Superintendent Horne is holding Hobbs, Mayes, and Creighton Elementary officials responsible for disregarding an Arizona law, A.R.S. 15-756, that is based on a citizen’s initiative (Proposition 203) and that passed in 2000. This law requires schools to teach children identified as English learners through English immersion techniques rather than through bilingual education.
Dual language is a form of bilingual education. Thus, it is not allowed according to the law. Most often, native speakers of English are taught with Spanish-dominant English learners. The goal is for both groups to become fluent in the two languages represented. It sounds good but seldom works. In the Denver public school system, two dual language programs had to be closed down due to the low achievement of both groups of children. Arizona Department of Education data show that immersion techniques are generally about three times more effective for English learners than dual language instruction.
Whereas Representative Ortiz is approximately 30 years old, it is understandable she would not remember the English for the Children initiative (Proposition 203) that 63% of the voters passed in 2000. She made the claim that dual language is working to Resnik without presenting evidence – except that she had visited a classroom and liked what she saw. On the other hand, Resnik’s guest journalist Chip Scutari wrote about the issue extensively for the Arizona Republic back in the early 2000s. He did not present to Resnik what he knew to be the truth.
Contrary to Scutari’s claim, the Republican Party of Arizona did not support Proposition 203 in 2000 nor Tom Horne when he ran in 2002. The Republicans backed fully Horne’s opponent, Jaime Molera. Even Matt Salmon, the Republican candidate for governor in 2002, opposed Horne vehemently. As Scutari is well aware, the Republicans tended to look the other way when it came to the low achievement of English learners. However, the Arizona voters understood the problem so gave their support to Prop 203 and then to Tom Horne who was promising to finally implement that law!
The leaders of the Arizona English for the Children movement consisted of four individuals of Mexican origin who had grown up in Spanish-speaking homes. They considered themselves very fortunate to have learned English by being fully immersed in English at school. Three of them were educators familiar with the plight of English learners: Maria Mendoza, Hector Ayala, and Margaret Garcia Dugan. Norma Alvarez, a social worker, was the fourth leader. At least one of the four was a registered Democrat.

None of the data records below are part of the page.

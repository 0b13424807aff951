//! Thunder application driver.
//!
//! Wires the simulation crates to a fixed-tick game loop thread and a
//! scripted input source for headless runs.

pub mod autopilot;
pub mod game_loop;
pub mod headless;
pub mod state;

pub use thunder_core as core;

Contrary to what Scutari stated on the Sunday show, Party affiliation had nothing to do with this cause. It was about children not learning English!

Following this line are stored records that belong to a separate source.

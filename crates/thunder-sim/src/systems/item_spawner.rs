//! Pickup spawning system.
//!
//! At most one item is active at a time. When it disappears (picked up,
//! expired) a new random countdown starts; the next item spawns when it
//! runs out.

use std::f64::consts::TAU;

use glam::DVec2;
use rand::distributions::{Distribution, WeightedIndex};
use rand::Rng;
use rand_chacha::ChaCha8Rng;

use thunder_ai::factory;
use thunder_core::components::{Body, EntityId};
use thunder_core::config::ItemConfig;
use thunder_core::constants::*;
use thunder_core::enums::ItemKind;
use thunder_core::events::GameEvent;
use thunder_core::types::Playfield;

use crate::world::World;

#[derive(Debug, Clone)]
pub struct ItemSpawner {
    config: ItemConfig,
    active: Option<EntityId>,
    countdown: u32,
}

impl ItemSpawner {
    pub fn new(config: ItemConfig) -> Self {
        let countdown = config.first_spawn_delay_ticks;
        Self {
            config,
            active: None,
            countdown,
        }
    }

    pub fn active(&self) -> Option<EntityId> {
        self.active
    }

    pub fn countdown(&self) -> u32 {
        self.countdown
    }

    /// Advance the spawner by one tick, spawning an item when due.
    pub fn run(
        &mut self,
        world: &mut World,
        field: &Playfield,
        boss_fight: bool,
        rng: &mut ChaCha8Rng,
        events: &mut Vec<GameEvent>,
    ) -> Option<EntityId> {
        if let Some(id) = self.active {
            if world.is_alive(id) {
                return None;
            }
            self.active = None;
            self.countdown =
                rng.gen_range(self.config.min_interval_ticks..=self.config.max_interval_ticks);
        }

        if self.countdown > 0 {
            self.countdown -= 1;
            return None;
        }

        let player = world.player()?;
        let craft = player.craft()?;
        let max_hp = craft.player_state()?.max_hp;
        let hp = craft.hp;
        let player_body = player.body;

        let kind = choose_kind(rng, hp, max_hp, boss_fight);
        let pos = choose_position(rng, field, &player_body);
        let angle = rng.gen_range(0.0..TAU);

        let id = world.spawn(factory::item(kind, pos, angle, self.config.lifetime_ticks));
        self.active = Some(id);
        tracing::debug!(?kind, x = pos.x, y = pos.y, "item spawned");
        events.push(GameEvent::ItemSpawned { id, kind });
        Some(id)
    }
}

/// Weights in [`ItemKind::ALL`] order.
pub fn item_weights(hp: i32, max_hp: i32, boss_fight: bool) -> [u32; 4] {
    let mut heal = ITEM_WEIGHT_HEAL;
    if hp <= 1 {
        heal *= ITEM_LOW_HP_HEAL_FACTOR;
    }
    if hp >= max_hp {
        heal = 0;
    }
    let (shield, clear) = if boss_fight {
        (0, 0)
    } else {
        (ITEM_WEIGHT_SHIELD, ITEM_WEIGHT_CLEAR)
    };
    [heal, shield, ITEM_WEIGHT_POWER, clear]
}

/// Weighted pick. Power always carries weight, so the table is never empty.
pub fn choose_kind(rng: &mut ChaCha8Rng, hp: i32, max_hp: i32, boss_fight: bool) -> ItemKind {
    match WeightedIndex::new(item_weights(hp, max_hp, boss_fight)) {
        Ok(dist) => ItemKind::ALL[dist.sample(rng)],
        Err(_) => ItemKind::Power,
    }
}

/// Pick a spot in the vertical half opposite the player, with the item centre
/// at least a third of the diagonal from the player centre. Falls back to the
/// farthest corner of that half.
pub fn choose_position(rng: &mut ChaCha8Rng, field: &Playfield, player: &Body) -> DVec2 {
    let player_center = player.center();
    let half = field.height / 2.0;
    let player_low = player_center.y >= half;
    let (y_min, y_max) = if player_low {
        (0.0, half - ITEM_SIZE)
    } else {
        (half, field.height - ITEM_SIZE)
    };
    let x_max = field.width - ITEM_SIZE;
    let min_dist = field.diagonal() / 3.0;

    for _ in 0..ITEM_PLACEMENT_ATTEMPTS {
        let candidate = DVec2::new(uniform(rng, 0.0, x_max), uniform(rng, y_min, y_max));
        let candidate_center = candidate + DVec2::splat(ITEM_SIZE / 2.0);
        if candidate_center.distance(player_center) >= min_dist {
            return candidate;
        }
    }

    let left = ITEM_CORNER_INSET.min(x_max.max(0.0));
    let right = (field.width - ITEM_CORNER_INSET - ITEM_SIZE).max(left);
    let x = if player_center.x < field.width / 2.0 {
        right
    } else {
        left
    };
    let y = if player_low {
        ITEM_CORNER_INSET.min(y_max.max(0.0))
    } else {
        (field.height - ITEM_CORNER_INSET - ITEM_SIZE).max(half)
    };
    DVec2::new(x, y)
}

fn uniform(rng: &mut ChaCha8Rng, lo: f64, hi: f64) -> f64 {
    if hi > lo {
        rng.gen_range(lo..hi)
    } else {
        lo
    }
}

Norma Alvarez had gone to great pains to pull her son out of a bilingual program in a Phoenix school where he was learning very little. Interestingly, Alvarez got her way in that her son Jeff ended up being sent to the library to teach himself – which he did very effectively. Jeff became a medical doctor. When I interviewed him in 2003, he told me, “The students in bilingual ed could not speak English any better at the end of 8th grade than they could in the early grades.”
Most likely, Ortiz met or observed some English-dominant children speak in fluent Spanish in the dual language program she visited! I had the same experience at the Davis Magnet Bilingual School in Tucson – only to find out from the principal that not a single child was an English learner!
It is important to note that as soon as English learners become English proficient, they qualify for dual language and other mainstream programs. The trouble for the schools is that when this happens, the supplementary federal and state funds dry up that the schools have received for educating these children. Maybe that is actually what this is all about.